2 Great Products That Help Combat Eye Strain
As I mentioned before, the blue light may cause eyestrain even during the day. One way to combat this is by using computer glasses. The SightPros computer glasses are a great example.
These glasses have an amber tint that blocks the blue light coming from cell phones and computers. There are other options online for computer glasses, but there aren’t many that come with the added benefit of magnification. If you are already wearing readers while using the computer, why not get some that block the blue lightwaves as well? You will get more bang for your buck. Choose from 0, +.50 D, +1.00 D, +1.50 D, +2.00 D, or +2.50 D.
The company donates a portion of their profits to provide eye care to those in need. Those using the glasses report that they reduce the amount of eyestrain and the symptoms associated with it.
Another way to alleviate eyestrain is with a cold compress or a cooling mask.
MediViz has created a Cold Eye Compress, which can be purchased on Amazon.
This eye compress not only treats eyestrain, but it also helps with allergies, sinuses, headaches, migraines, puffy eyes, and dark rings under the eyes. No, it’s not a miracle cure, but it may make you feel better while resting if you have one of these masks over your eyes. Freeze your mask for at least two hours before using. Place it over closed eyes for 20 minutes or so. Maybe even set an alarm and enjoy a little nap while using the product. You’ll wake up feeling refreshed and free from eye fatigue.
The mask can be purchased on Amazon, and a portion of the sale is donated to those with no access to eye care.
Eye Strain Causes: Is Stress to Blame?
If stress is causing your eyestrain, figure out how to de-stress to release that tension in your eyes. Practice yoga or meditation. If you work indoors all day, consider taking a walk and enjoying the great outdoors. Sit in a dark room and listen to music with your eyes closed. Take a short nap. Play with your dog.
Last Minute Tips
As a review, here are things to remember when taking care of your eyes. They are the only ones you have! Remember to do the following:
- Take frequent breaks. If you have been staring at a computer for 20 minutes, focus your eyes in the distance for twenty seconds before looking back at the screen. You don’t have to quit working while looking away. I can type without looking at the screen and hardly ever make any typing mistakes.

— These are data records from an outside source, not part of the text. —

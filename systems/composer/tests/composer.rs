use bar_salience_core::{
    ArraySlot, ConfigIssue, CuePolarities, DarknessTuning, Difficulty, GenerationError,
    LayoutBounds, StimulusConfig, StimulusPair, MAX_DARKNESS, MIN_DARKNESS,
};
use bar_salience_system_composer::Composer;
use rand::SeedableRng;
use rand_chacha::ChaCha8Rng;

const TOLERANCE: f64 = 1e-9;

fn compose(config: &StimulusConfig, seed: u64) -> Result<StimulusPair, GenerationError> {
    let mut rng = ChaCha8Rng::seed_from_u64(seed);
    Composer::new().compose(config, &mut rng)
}

fn sweep_configs() -> Vec<StimulusConfig> {
    let mut configs = Vec::new();
    let task = [Difficulty::new(10.0, 2, 0.1), Difficulty::new(20.0, 3, 0.2)];
    for cues in CuePolarities::all() {
        for difficulty in task {
            configs.push(StimulusConfig {
                cues,
                difficulty,
                ..StimulusConfig::default()
            });
        }
        configs.push(StimulusConfig {
            cues,
            difficulty: Difficulty::new(30.0, 5, 0.4),
            layout: LayoutBounds {
                min_edge_gap: 0.0,
                ..LayoutBounds::default()
            },
            darkness: DarknessTuning {
                delta_darkness: 0,
                darkest_salience: 3,
                darkest_variance: 0,
            },
        });
        configs.push(StimulusConfig {
            cues,
            difficulty: Difficulty::new(25.0, 4, 0.25),
            layout: LayoutBounds {
                max_bar_height: 60,
                min_edge_gap: 2.5,
                ..LayoutBounds::default()
            },
            darkness: DarknessTuning::default(),
        });
    }
    configs
}

fn assert_pair_properties(config: &StimulusConfig, pair: &StimulusPair, context: &str) {
    let cues = config.cues;
    let layout = config.layout;
    let difficulty = config.difficulty;

    assert_eq!(pair.cues(), cues, "{context}: cue outcomes");
    for slot in ArraySlot::ALL {
        assert_eq!(pair.array(slot).len(), layout.num_of_bars, "{context}: bar count");
    }

    assert!(
        (pair.volume(ArraySlot::A) - pair.volume(ArraySlot::B)).abs() < 1e-6,
        "{context}: volumes {} and {}",
        pair.volume(ArraySlot::A),
        pair.volume(ArraySlot::B)
    );

    for slot in ArraySlot::ALL {
        for (index, bar) in pair.array(slot).iter().enumerate() {
            assert!(
                bar.floor() >= layout.min_edge_gap - TOLERANCE,
                "{context}: {slot:?}[{index}] floor {} below gap",
                bar.floor()
            );
            assert!(
                bar.top() <= 100.0 - layout.min_edge_gap + TOLERANCE,
                "{context}: {slot:?}[{index}] top {} above gap",
                bar.top()
            );
            assert!(bar.length() > 0.0, "{context}: empty bar");
            assert!((MIN_DARKNESS..=MAX_DARKNESS).contains(&bar.darkness()));
        }
    }

    let higher = pair.target(cues.higher);
    let lower = pair.target(cues.higher.other());
    assert!(
        (higher.top() - lower.top() - difficulty.delta_height).abs() < TOLERANCE,
        "{context}: height delta {}",
        higher.top() - lower.top()
    );

    let longer = pair.target(cues.longer);
    let shorter = pair.target(cues.longer.other());
    assert!(
        (shorter.length() / longer.length() - (1.0 - difficulty.delta_length)).abs() < TOLERANCE,
        "{context}: length ratio"
    );

    let later = pair.target_index(cues.later);
    let earlier = pair.target_index(cues.later.other());
    assert_eq!(later, earlier + difficulty.delta_index, "{context}: index delta");
    assert!(earlier >= 2, "{context}: earlier target too close to the start");

    let darker = pair.target(cues.darker);
    let dimmer = pair.target(cues.darker.other());
    assert_eq!(
        darker.darkness() - dimmer.darkness(),
        config.darkness.delta_darkness,
        "{context}: darkness delta"
    );
    for slot in ArraySlot::ALL {
        let target_index = pair.target_index(slot);
        let ceiling = pair.target(slot).darkness() - config.darkness.darkest_salience;
        for (index, bar) in pair.array(slot).iter().enumerate() {
            if index != target_index {
                assert!(bar.darkness() <= ceiling, "{context}: distractor too dark");
            }
        }
    }
}

#[test]
fn reference_scenario_produces_expected_shape() {
    let config = StimulusConfig {
        cues: CuePolarities::new(ArraySlot::A, ArraySlot::A, ArraySlot::A, ArraySlot::A),
        difficulty: Difficulty::new(10.0, 2, 0.1),
        layout: LayoutBounds {
            num_of_bars: 10,
            min_bar_height: 20,
            max_bar_height: 70,
            min_edge_gap: 5.0,
        },
        darkness: DarknessTuning::default(),
    };

    let pair = compose(&config, 2024).expect("reference scenario is feasible");
    assert_eq!(pair.array(ArraySlot::A).len(), 10);
    assert_eq!(pair.array(ArraySlot::B).len(), 10);

    let [index_a, index_b] = pair.target_indices();
    assert_eq!(index_a, index_b + 2, "array A carries the later target");
    assert!(pair.target(ArraySlot::A).length() > pair.target(ArraySlot::B).length());
    assert!(pair.target(ArraySlot::A).top() > pair.target(ArraySlot::B).top());
    assert!(pair.target(ArraySlot::A).darkness() > pair.target(ArraySlot::B).darkness());
    assert_pair_properties(&config, &pair, "reference");
}

#[test]
fn every_polarity_and_difficulty_satisfies_invariants() {
    for (ordinal, config) in sweep_configs().iter().enumerate() {
        for seed in 0..25 {
            let context = format!("config {ordinal} seed {seed}");
            let pair = compose(config, seed).unwrap_or_else(|error| panic!("{context}: {error}"));
            assert_pair_properties(config, &pair, &context);
        }
    }
}

#[test]
fn boundary_index_delta_has_single_position() {
    let config = StimulusConfig {
        difficulty: Difficulty::new(10.0, 5, 0.1),
        ..StimulusConfig::default()
    };
    for seed in 0..20 {
        let pair = compose(&config, seed).expect("boundary index delta is feasible");
        assert_eq!(pair.target_indices(), [7, 2]);
        assert_pair_properties(&config, &pair, "boundary");
    }
}

#[test]
fn index_delta_past_boundary_always_fails_before_sampling() {
    for delta_index in [6, 7] {
        let config = StimulusConfig {
            difficulty: Difficulty::new(10.0, delta_index, 0.1),
            ..StimulusConfig::default()
        };
        for seed in 0..20 {
            assert_eq!(
                compose(&config, seed),
                Err(GenerationError::ConfigInfeasible(
                    ConfigIssue::TargetIndexSpan {
                        num_of_bars: 10,
                        delta_index,
                    }
                ))
            );
        }
    }
}

#[test]
fn unreachable_volume_fails_before_sampling() {
    let config = StimulusConfig {
        difficulty: Difficulty::new(0.0, 2, 0.9),
        layout: LayoutBounds {
            min_bar_height: 62,
            max_bar_height: 70,
            ..LayoutBounds::default()
        },
        ..StimulusConfig::default()
    };
    for seed in 0..50 {
        match compose(&config, seed) {
            Err(GenerationError::ConfigInfeasible(ConfigIssue::VolumeSpan { .. })) => {}
            other => panic!("seed {seed}: unexpected {other:?}"),
        }
    }
}

#[test]
fn extreme_height_delta_with_wide_gap_reports_placement() {
    for cues in CuePolarities::all() {
        let config = StimulusConfig {
            cues,
            difficulty: Difficulty::new(48.0, 2, 0.1),
            layout: LayoutBounds {
                min_edge_gap: 20.0,
                ..LayoutBounds::default()
            },
            darkness: DarknessTuning::default(),
        };
        for seed in 0..10 {
            match compose(&config, seed) {
                Err(GenerationError::PlacementInfeasible(_)) => {}
                other => panic!("{:?} seed {seed}: unexpected {other:?}", cues.flags()),
            }
        }
    }
}

#[test]
fn reused_config_keeps_requested_polarity() {
    let config = StimulusConfig {
        cues: CuePolarities::new(ArraySlot::B, ArraySlot::A, ArraySlot::B, ArraySlot::B),
        ..StimulusConfig::default()
    };
    let snapshot = config;
    for seed in 0..10 {
        let pair = compose(&config, seed).expect("feasible");
        assert_eq!(pair.cues(), snapshot.cues);
        assert_pair_properties(&config, &pair, "reused");
    }
    assert_eq!(config, snapshot);
}

#[test]
fn same_seed_replays_identically() {
    let config = StimulusConfig {
        cues: CuePolarities::new(ArraySlot::A, ArraySlot::B, ArraySlot::B, ArraySlot::A),
        difficulty: Difficulty::new(20.0, 3, 0.2),
        ..StimulusConfig::default()
    };
    let first = compose(&config, 0xdead_beef).expect("feasible");
    let second = compose(&config, 0xdead_beef).expect("feasible");
    assert_eq!(first, second, "replay diverged between runs");
}
use std::{
    collections::BTreeMap,
    fs::File,
    io::{BufWriter, Write},
    path::Path,
};

use anyhow::{Context, Result};
use bar_salience_core::{CuePolarities, GenerationError, StimulusPair};
use bar_salience_system_composer::Composer;
use rand::SeedableRng;
use rand_chacha::ChaCha8Rng;
use serde::Serialize;
use sha2::{Digest, Sha256};

use crate::sweep::SweepDefinition;

/// Composes every stimulus of `sweep`, each from its own seeded stream.
pub(crate) fn generate(
    sweep: &SweepDefinition,
    global_seed: u64,
) -> Result<Vec<StimulusPair>, GenerationError> {
    let composer = Composer::new();
    sweep
        .configs()
        .iter()
        .enumerate()
        .map(|(ordinal, config)| {
            let seed = derive_stimulus_seed(global_seed, &sweep.name, ordinal);
            let mut rng = ChaCha8Rng::seed_from_u64(seed);
            composer.compose(config, &mut rng)
        })
        .collect()
}

/// Seed of the `ordinal`-th stimulus of the sweep labelled `label`.
pub(crate) fn derive_stimulus_seed(global_seed: u64, label: &str, ordinal: usize) -> u64 {
    let mut hasher = Sha256::new();
    hasher.update(global_seed.to_le_bytes());
    hasher.update(label.as_bytes());
    hasher.update((ordinal as u64).to_le_bytes());
    let digest = hasher.finalize();
    let mut bytes = [0u8; 8];
    bytes.copy_from_slice(&digest[..8]);
    u64::from_le_bytes(bytes)
}

/// Number of stimuli generated for each polarity combination.
#[derive(Clone, Debug, PartialEq, Eq)]
pub(crate) struct BalanceReport {
    counts: BTreeMap<CuePolarities, usize>,
}

impl BalanceReport {
    /// Tallies `stimuli`, listing combinations that never occur with a zero count.
    pub(crate) fn tally(stimuli: &[StimulusPair]) -> Self {
        let mut counts: BTreeMap<CuePolarities, usize> = CuePolarities::all()
            .into_iter()
            .map(|cues| (cues, 0))
            .collect();
        for pair in stimuli {
            *counts.entry(pair.cues()).or_insert(0) += 1;
        }
        Self { counts }
    }

    /// Counts per combination, ordered by polarity flags.
    pub(crate) fn counts(&self) -> impl Iterator<Item = (&CuePolarities, &usize)> {
        self.counts.iter()
    }

    /// Reports whether every combination occurs equally often.
    pub(crate) fn is_balanced(&self) -> bool {
        let mut counts = self.counts.values();
        match counts.next() {
            Some(first) => counts.all(|count| count == first),
            None => true,
        }
    }
}

#[derive(Serialize)]
struct BatchFile<'a> {
    sweep: &'a str,
    seed: u64,
    stimuli: &'a [StimulusPair],
}

/// Writes a generated batch as pretty-printed JSON.
pub(crate) fn write(
    path: &Path,
    sweep: &SweepDefinition,
    seed: u64,
    stimuli: &[StimulusPair],
) -> Result<()> {
    let file = File::create(path)
        .with_context(|| format!("failed to create batch file {}", path.display()))?;
    let mut writer = BufWriter::new(file);
    to_writer(&mut writer, sweep, seed, stimuli)?;
    writer
        .flush()
        .with_context(|| format!("failed to flush batch file {}", path.display()))
}

fn to_writer<W: Write>(
    writer: W,
    sweep: &SweepDefinition,
    seed: u64,
    stimuli: &[StimulusPair],
) -> Result<()> {
    let batch = BatchFile {
        sweep: &sweep.name,
        seed,
        stimuli,
    };
    serde_json::to_writer_pretty(writer, &batch).context("failed to serialize batch")
}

- Pay attention to lighting. Adjust your work lights, so they shine on your subject without causing a glare.
- Sit at the appropriate distance from your television or computer and use good posture.
- Increase the font on your monitor, so you don’t have to squint.
- Consider purchasing computer glasses. Remember the SightPros models can be bought with magnification, which helps relieve eyestrain as well.
- At the very least, change your computer’s settings, so the night mode automatically comes on at dusk.
- Wear polarized sunglasses that block harmful UV rays as well as debris and pollen in the air.
- Consider purchasing nighttime driving glasses or ask about anti-glare options on your prescription lenses.
- Wear a hat with a bill
- Consider medicating your allergy symptoms with either antihistamines or eye drops.
- Treat allergy eyes and eye fatigue with a MediViz Cooling Mask.
- If stress causes your eye fatigue, figure out what is causing the stress in your life and either try to change it or find a way to combat the stress.
- See your optometrist regularly. Ask your doctor other advice on how to treat eye fatigue.
- Don’t let eye fatigue or eyestrain affect your life negatively. Pay attention to how you are working so you have more energy to spend with your friends and family.
And don’t forget to blink. (After all, it’s the easiest tip out there!)